> Task item: Reproduce the data word for word, keeping every line complete.

*** Opening of Supplied records ***

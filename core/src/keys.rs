// Copyright (c) 2022-2023 The MobileCoin Foundation

//! MIFARE Classic keys and per-sector key maps

use alloc::collections::BTreeMap;
use core::{fmt, str::FromStr};

use strum::{Display, EnumIter, EnumString};

/// Key length in bytes
pub const KEY_LEN: usize = 6;

/// 6-byte MIFARE Classic sector key
///
/// Displays as 12 upper-case hex characters, the format used in dump
/// and key files.
#[derive(Copy, Clone, PartialEq, Eq, PartialOrd, Ord, Hash)]
pub struct Key(pub [u8; KEY_LEN]);

impl Key {
    /// Factory default (transport) key
    pub const DEFAULT: Key = Key([0xFF; KEY_LEN]);

    pub const fn new(b: [u8; KEY_LEN]) -> Self {
        Self(b)
    }

    pub const fn as_bytes(&self) -> &[u8; KEY_LEN] {
        &self.0
    }
}

impl From<[u8; KEY_LEN]> for Key {
    fn from(b: [u8; KEY_LEN]) -> Self {
        Self(b)
    }
}

/// Parse a key from 12 hex characters (either case)
impl FromStr for Key {
    type Err = hex::FromHexError;

    fn from_str(s: &str) -> Result<Self, Self::Err> {
        let mut b = [0u8; KEY_LEN];
        hex::decode_to_slice(s.trim(), &mut b)?;
        Ok(Self(b))
    }
}

impl fmt::Display for Key {
    fn fmt(&self, f: &mut fmt::Formatter<'_>) -> fmt::Result {
        for b in &self.0 {
            write!(f, "{b:02X}")?;
        }
        Ok(())
    }
}

impl fmt::Debug for Key {
    fn fmt(&self, f: &mut fmt::Formatter<'_>) -> fmt::Result {
        write!(f, "Key({self})")
    }
}

/// Role a key is presented in when authenticating
#[derive(Copy, Clone, PartialEq, Eq, Debug, Display, EnumString, EnumIter)]
pub enum KeyType {
    A,
    B,
}

/// Keys known for a single sector
#[derive(Copy, Clone, PartialEq, Eq, Debug, Default)]
pub struct SectorKeys {
    pub a: Option<Key>,
    pub b: Option<Key>,
}

impl SectorKeys {
    pub const fn new(a: Option<Key>, b: Option<Key>) -> Self {
        Self { a, b }
    }

    /// Fetch the key for the provided role
    pub const fn get(&self, key_type: KeyType) -> Option<Key> {
        match key_type {
            KeyType::A => self.a,
            KeyType::B => self.b,
        }
    }

    /// No key known for this sector
    pub const fn is_empty(&self) -> bool {
        self.a.is_none() && self.b.is_none()
    }
}

/// Sector to [SectorKeys] mapping, as produced by key mapping a tag.
///
/// Sectors without any key are treated as absent.
#[derive(Clone, PartialEq, Eq, Debug, Default)]
pub struct KeyMap {
    sectors: BTreeMap<u8, SectorKeys>,
}

impl KeyMap {
    pub const fn new() -> Self {
        Self {
            sectors: BTreeMap::new(),
        }
    }

    /// Set keys for a sector, replacing any prior entry
    pub fn insert(&mut self, sector: u8, keys: SectorKeys) {
        if keys.is_empty() {
            self.sectors.remove(&sector);
        } else {
            self.sectors.insert(sector, keys);
        }
    }

    /// Fetch keys for a sector (`None` where no key was found)
    pub fn get(&self, sector: u8) -> Option<&SectorKeys> {
        self.sectors.get(&sector)
    }

    /// Iterate over mapped sectors in ascending order
    pub fn iter(&self) -> impl Iterator<Item = (u8, &SectorKeys)> {
        self.sectors.iter().map(|(s, k)| (*s, k))
    }

    pub fn len(&self) -> usize {
        self.sectors.len()
    }

    pub fn is_empty(&self) -> bool {
        self.sectors.is_empty()
    }
}

impl FromIterator<(u8, SectorKeys)> for KeyMap {
    fn from_iter<T: IntoIterator<Item = (u8, SectorKeys)>>(iter: T) -> Self {
        let mut m = Self::new();
        for (s, k) in iter {
            m.insert(s, k);
        }
        m
    }
}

*** Close of Supplied records ***

> Reply:
filename core/src/keys.rs
// Copyright (c) 2022-2023 The MobileCoin Foundation

//! MIFARE Classic keys and per-sector key maps

use alloc::collections::BTreeMap;
use core::{fmt, str::FromStr};

use strum::{Display, EnumIter, EnumString};

/// Key length in bytes
pub const KEY_LEN: usize = 6;

/// 6-byte MIFARE Classic sector key
///
/// Displays as 12 upper-case hex characters, the format used in dump
/// and key files.
#[derive(Copy, Clone, PartialEq, Eq, PartialOrd, Ord, Hash)]
pub struct Key(pub [u8; KEY_LEN]);

impl Key {
    /// Factory default (transport) key
    pub const DEFAULT: Key = Key([0xFF; KEY_LEN]);

    pub const fn new(b: [u8; KEY_LEN]) -> Self {
        Self(b)
    }

    pub const fn as_bytes(&self) -> &[u8; KEY_LEN] {
        &self.0
    }
}

impl From<[u8; KEY_LEN]> for Key {
    fn from(b: [u8; KEY_LEN]) -> Self {
        Self(b)
    }
}

/// Parse a key from 12 hex characters (either case)
impl FromStr for Key {
    type Err = hex::FromHexError;

    fn from_str(s: &str) -> Result<Self, Self::Err> {
        let mut b = [0u8; KEY_LEN];
        hex::decode_to_slice(s.trim(), &mut b)?;
        Ok(Self(b))
    }
}

impl fmt::Display for Key {
    fn fmt(&self, f: &mut fmt::Formatter<'_>) -> fmt::Result {
        for b in &self.0 {
            write!(f, "{b:02X}")?;
        }
        Ok(())
    }
}

impl fmt::Debug for Key {
    fn fmt(&self, f: &mut fmt::Formatter<'_>) -> fmt::Result {
        write!(f, "Key({self})")
    }
}

/// Role a key is presented in when authenticating
#[derive(Copy, Clone, PartialEq, Eq, Debug, Display, EnumString, EnumIter)]
pub enum KeyType {
    A,
    B,
}

/// Keys known for a single sector
#[derive(Copy, Clone, PartialEq, Eq, Debug, Default)]
pub struct SectorKeys {
    pub a: Option<Key>,
    pub b: Option<Key>,
}

impl SectorKeys {
    pub const fn new(a: Option<Key>, b: Option<Key>) -> Self {
        Self { a, b }
    }

    /// Fetch the key for the provided role
    pub const fn get(&self, key_type: KeyType) -> Option<Key> {
        match key_type {
            KeyType::A => self.a,
            KeyType::B => self.b,
        }
    }

    /// No key known for this sector
    pub const fn is_empty(&self) -> bool {
        self.a.is_none() && self.b.is_none()
    }
}

/// Sector to [SectorKeys] mapping, as produced by key mapping a tag.
///
/// Sectors without any key are treated as absent.
#[derive(Clone, PartialEq, Eq, Debug, Default)]
pub struct KeyMap {
    sectors: BTreeMap<u8, SectorKeys>,
}

impl KeyMap {
    pub const fn new() -> Self {
        Self {
            sectors: BTreeMap::new(),
        }
    }

    /// Set keys for a sector, replacing any prior entry
    pub fn insert(&mut self, sector: u8, keys: SectorKeys) {
        if keys.is_empty() {
            self.sectors.remove(&sector);
        } else {
            self.sectors.insert(sector, keys);
        }
    }

    /// Fetch keys for a sector (`None` where no key was found)
    pub fn get(&self, sector: u8) -> Option<&SectorKeys> {
        self.sectors.get(&sector)
    }

    /// Iterate over mapped sectors in ascending order
    pub fn iter(&self) -> impl Iterator<Item = (u8, &SectorKeys)> {
        self.sectors.iter().map(|(s, k)| (*s, k))
    }

    pub fn len(&self) -> usize {
        self.sectors.len()
    }

    pub fn is_empty(&self) -> bool {
        self.sectors.is_empty()
    }
}

impl FromIterator<(u8, SectorKeys)> for KeyMap {
    fn from_iter<T: IntoIterator<Item = (u8, SectorKeys)>>(iter: T) -> Self {
        let mut m = Self::new();
        for (s, k) in iter {
            m.insert(s, k);
        }
        m
    }
}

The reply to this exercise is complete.